Newton's laws are invariant under time reversal transformation $$ t \longrightarrow -t $$ for time-independent potentials.

But Hamilton-Jacobi equation is too an equivalent description of classical mechanics which is not invariant under this transformation because of being 1st order in time.

Where is the fallacy?

Qmechanic
  • 201,751

2 Answers2

1

The Hamilton -Jacobi equation:

$$\frac{\partial S}{\partial t}=-H$$

with:

$$H=\frac{\partial \mathscr L}{\partial \dot{q}}\,\frac{d q}{dt}- \mathscr L$$

you get:

$$\frac{\partial S}{\partial t}=-\frac{\partial \mathscr L}{\partial \dot{q}}\,\frac{d q}{dt}+ \mathscr L\tag 1$$

reverse time $t\mapsto -t$ we obtain for eq. (1)

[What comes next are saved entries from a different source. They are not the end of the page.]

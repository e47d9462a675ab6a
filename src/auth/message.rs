//! EIP-4361 message rendering and parsing.

use std::fmt;
use std::str::FromStr;

use chrono::{DateTime, SecondsFormat, Utc};

use super::signature::Address;
use crate::error::VerifyFailure;

const PREAMBLE: &str = " wants you to sign in with your Ethereum account:";
const URI_TAG: &str = "URI: ";
const VERSION_TAG: &str = "Version: ";
const CHAIN_TAG: &str = "Chain ID: ";
const NONCE_TAG: &str = "Nonce: ";
const ISSUED_AT_TAG: &str = "Issued At: ";
const EXPIRATION_TAG: &str = "Expiration Time: ";
const NOT_BEFORE_TAG: &str = "Not Before: ";
const REQUEST_ID_TAG: &str = "Request ID: ";
const RESOURCES_TAG: &str = "Resources:";

pub const MESSAGE_VERSION: &str = "1";

/// A structured sign-in message. Immutable once issued.
#[derive(Debug, Clone, PartialEq, Eq)]
pub struct SiweMessage {
    pub domain: String,
    pub address: Address,
    pub statement: Option<String>,
    pub uri: String,
    pub chain_id: u64,
    pub nonce: String,
    pub issued_at: DateTime<Utc>,
    pub expiration_time: Option<DateTime<Utc>>,
    pub not_before: Option<DateTime<Utc>>,
    pub request_id: Option<String>,
    pub resources: Vec<String>,
}

impl SiweMessage {
    /// Time-window check against `now`.
    pub fn check_time(&self, now: DateTime<Utc>) -> Result<(), VerifyFailure> {
        if self.expiration_time.is_some_and(|exp| exp <= now) {
            return Err(VerifyFailure::Expired);
        }
        if self.not_before.is_some_and(|nbf| nbf > now) {
            return Err(VerifyFailure::NotYetValid);
        }
        Ok(())
    }
}

fn rfc3339(ts: &DateTime<Utc>) -> String {
    ts.to_rfc3339_opts(SecondsFormat::Millis, true)
}

impl fmt::Display for SiweMessage {
    fn fmt(&self, f: &mut fmt::Formatter<'_>) -> fmt::Result {
        writeln!(f, "{}{}", self.domain, PREAMBLE)?;
        writeln!(f, "{}", self.address.to_checksum())?;
        writeln!(f)?;
        if let Some(statement) = &self.statement {
            writeln!(f, "{statement}")?;
        }
        writeln!(f)?;
        writeln!(f, "{URI_TAG}{}", self.uri)?;
        writeln!(f, "{VERSION_TAG}{MESSAGE_VERSION}")?;
        writeln!(f, "{CHAIN_TAG}{}", self.chain_id)?;
        writeln!(f, "{NONCE_TAG}{}", self.nonce)?;
        write!(f, "{ISSUED_AT_TAG}{}", rfc3339(&self.issued_at))?;
        if let Some(exp) = &self.expiration_time {
            write!(f, "\n{EXPIRATION_TAG}{}", rfc3339(exp))?;
        }
        if let Some(nbf) = &self.not_before {
            write!(f, "\n{NOT_BEFORE_TAG}{}", rfc3339(nbf))?;
        }
        if let Some(rid) = &self.request_id {
            write!(f, "\n{REQUEST_ID_TAG}{rid}")?;
        }
        if !self.resources.is_empty() {
            write!(f, "\n{RESOURCES_TAG}")?;
            for resource in &self.resources {
                write!(f, "\n- {resource}")?;
            }
        }
        Ok(())
    }
}

fn malformed(detail: impl Into<String>) -> VerifyFailure {
    VerifyFailure::Malformed(detail.into())
}

fn parse_timestamp(value: &str, field: &str) -> Result<DateTime<Utc>, VerifyFailure> {
    DateTime::parse_from_rfc3339(value)
        .map(|ts| ts.with_timezone(&Utc))
        .map_err(|e| malformed(format!("{field} is not an RFC 3339 timestamp: {e}")))
}

struct Lines<'a> {
    inner: std::iter::Peekable<std::str::Lines<'a>>,
}

impl<'a> Lines<'a> {
    fn next_line(&mut self, what: &str) -> Result<&'a str, VerifyFailure> {
        self.inner
            .next()
            .ok_or_else(|| malformed(format!("message ended before {what}")))
    }

    fn tagged(&mut self, tag: &str) -> Result<&'a str, VerifyFailure> {
        let line = self.next_line(tag.trim_end_matches([':', ' ']))?;
        line.strip_prefix(tag)
            .ok_or_else(|| malformed(format!("expected '{}' line", tag.trim_end())))
    }

    fn optional_tagged(&mut self, tag: &str) -> Option<&'a str> {
        let line: &'a str = *self.inner.peek()?;
        let value = line.strip_prefix(tag)?;
        self.inner.next();
        Some(value)
    }
}

impl FromStr for SiweMessage {
    type Err = VerifyFailure;

    fn from_str(s: &str) -> Result<Self, Self::Err> {
        let mut lines = Lines {
            inner: s.lines().peekable(),
        };

        let header = lines.next_line("the header")?;
        let domain = header
            .strip_suffix(PREAMBLE)
            .filter(|d| !d.is_empty() && !d.contains(char::is_whitespace))
            .ok_or_else(|| malformed("invalid header line"))?
            .to_string();

        let address = Address::parse(lines.next_line("the address")?)
            .ok_or_else(|| malformed("invalid address line"))?;

        if !lines.next_line("the statement")?.is_empty() {
            return Err(malformed("expected blank line after address"));
        }
        let statement = match lines.next_line("the statement")? {
            "" => None,
            text => {
                if !lines.next_line("the URI")?.is_empty() {
                    return Err(malformed("expected blank line after statement"));
                }
                Some(text.to_string())
            }
        };

        let uri = lines.tagged(URI_TAG)?;
        if uri.is_empty() {
            return Err(malformed("URI is empty"));
        }
        let version = lines.tagged(VERSION_TAG)?;
        if version != MESSAGE_VERSION {
            return Err(malformed(format!("unsupported version '{version}'")));
        }
        let chain_id = lines
            .tagged(CHAIN_TAG)?
            .parse::<u64>()
            .ok()
            .filter(|id| *id > 0)
            .ok_or_else(|| malformed("chain id must be a positive integer"))?;
        let nonce = lines.tagged(NONCE_TAG)?;
        if nonce.len() < 8 || !nonce.chars().all(|c| c.is_ascii_alphanumeric()) {
            return Err(malformed("nonce must be at least 8 alphanumeric characters"));
        }
        let issued_at = parse_timestamp(lines.tagged(ISSUED_AT_TAG)?, "Issued At")?;

        let expiration_time = lines
            .optional_tagged(EXPIRATION_TAG)
            .map(|v| parse_timestamp(v, "Expiration Time"))
            .transpose()?;
        let not_before = lines
            .optional_tagged(NOT_BEFORE_TAG)
            .map(|v| parse_timestamp(v, "Not Before"))
            .transpose()?;
        let request_id = lines.optional_tagged(REQUEST_ID_TAG).map(str::to_string);

        let mut resources = Vec::new();
        if lines.optional_tagged(RESOURCES_TAG).is_some() {
            while let Some(resource) = lines.optional_tagged("- ") {
                resources.push(resource.to_string());
            }
        }

        if let Some(extra) = lines.inner.next() {
            return Err(malformed(format!("unexpected trailing line '{extra}'")));
        }

        Ok(Self {
            domain,
            address,
            statement,
            uri: uri.to_string(),
            chain_id,
            nonce: nonce.to_string(),
            issued_at,
            expiration_time,
            not_before,
            request_id,
            resources,
        })
    }
}

#[cfg(test)]
mod tests {
    use chrono::{Duration, TimeZone};
    use pretty_assertions::assert_eq;

    use super::*;

    fn sample() -> SiweMessage {
        SiweMessage {
            domain: "app.example.com".to_string(),
            address: Address::parse("0xf39fd6e51aad88f6f4ce6ab8827279cfffb92266").expect("address"),
            statement: Some("Sign in with Ethereum to the app.".to_string()),
            uri: "https://app.example.com".to_string(),
            chain_id: 1,
            nonce: "abcDEF1234567890x".to_string(),
            issued_at: Utc.with_ymd_and_hms(2026, 3, 1, 12, 0, 0).unwrap(),
            expiration_time: Some(Utc.with_ymd_and_hms(2026, 3, 1, 12, 5, 0).unwrap()),
            not_before: None,
            request_id: None,
            resources: Vec::new(),
        }
    }

    #[test]
    fn renders_canonical_layout() {
        let expected = "app.example.com wants you to sign in with your Ethereum account:\n\
                        0xf39Fd6e51aad88F6F4ce6aB8827279cffFb92266\n\
                        \n\
                        Sign in with Ethereum to the app.\n\
                        \n\
                        URI: https://app.example.com\n\
                        Version: 1\n\
                        Chain ID: 1\n\
                        Nonce: abcDEF1234567890x\n\
                        Issued At: 2026-03-01T12:00:00.000Z\n\
                        Expiration Time: 2026-03-01T12:05:00.000Z";
        assert_eq!(sample().to_string(), expected);
    }

    #[test]
    fn parses_what_it_renders() {
        let message = sample();
        let parsed: SiweMessage = message.to_string().parse().expect("parse");
        assert_eq!(parsed, message);
    }

    #[test]
    fn parses_optional_fields_and_missing_statement() {
        let mut message = sample();
        message.statement = None;
        message.not_before = Some(message.issued_at);
        message.request_id = Some("req-42".to_string());
        message.resources = vec![
            "ipfs://bafybeiemxf5abjwjbikoz4mc3a3dla6ual3jsgpdr4cjr3oz3evfyavhwq".to_string(),
            "https://example.com/my-web2-claim.json".to_string(),
        ];
        let rendered = message.to_string();
        assert!(rendered.contains("account:\n0xf39Fd6e51aad88F6F4ce6aB8827279cffFb92266\n\n\nURI:"));
        let parsed: SiweMessage = rendered.parse().expect("parse");
        assert_eq!(parsed, message);
    }

    #[test]
    fn rejects_malformed_messages() {
        let good = sample().to_string();
        let cases = [
            good.replace("wants you to sign in", "would like you to sign in"),
            good.replace("0xf39Fd6e51aad88F6F4ce6aB8827279cffFb92266", "0x1234"),
            good.replace("Version: 1", "Version: 2"),
            good.replace("Chain ID: 1", "Chain ID: 0"),
            good.replace("Nonce: abcDEF1234567890x", "Nonce: short"),
            good.replace("2026-03-01T12:00:00.000Z", "yesterday"),
            format!("{good}\nTrailing: junk"),
            String::new(),
        ];
        for case in cases {
            assert!(
                matches!(case.parse::<SiweMessage>(), Err(VerifyFailure::Malformed(_))),
                "expected malformed for {case:?}"
            );
        }
    }

    #[test]
    fn time_window_checks() {
        let message = sample();
        let issued = message.issued_at;
        assert_eq!(message.check_time(issued), Ok(()));
        assert_eq!(
            message.check_time(issued + Duration::minutes(5)),
            Err(VerifyFailure::Expired)
        );

        let mut future = sample();
        future.not_before = Some(issued + Duration::minutes(1));
        assert_eq!(future.check_time(issued), Err(VerifyFailure::NotYetValid));
    }
}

$$-\frac{\partial S}{\partial t}=+\frac{\partial \mathscr L(-t)}{\partial \dot{q}}\,\frac{d q}{dt}+ \mathscr L (-t)\tag 2$$

so equation (2) is equal equation (1), if $\mathscr L (-t)=\mathscr L (+t)$ this is the case in your for your question.

you get the same results for Euler- Lagrange equations.

Eli
  • 11,878
0

Assuming the Hamiltonian is invariant under $T$-transformation, the Hamilton-Jacobi (HJ) equation is also invariant, since Hamilton's principal and characteristic functions change sign.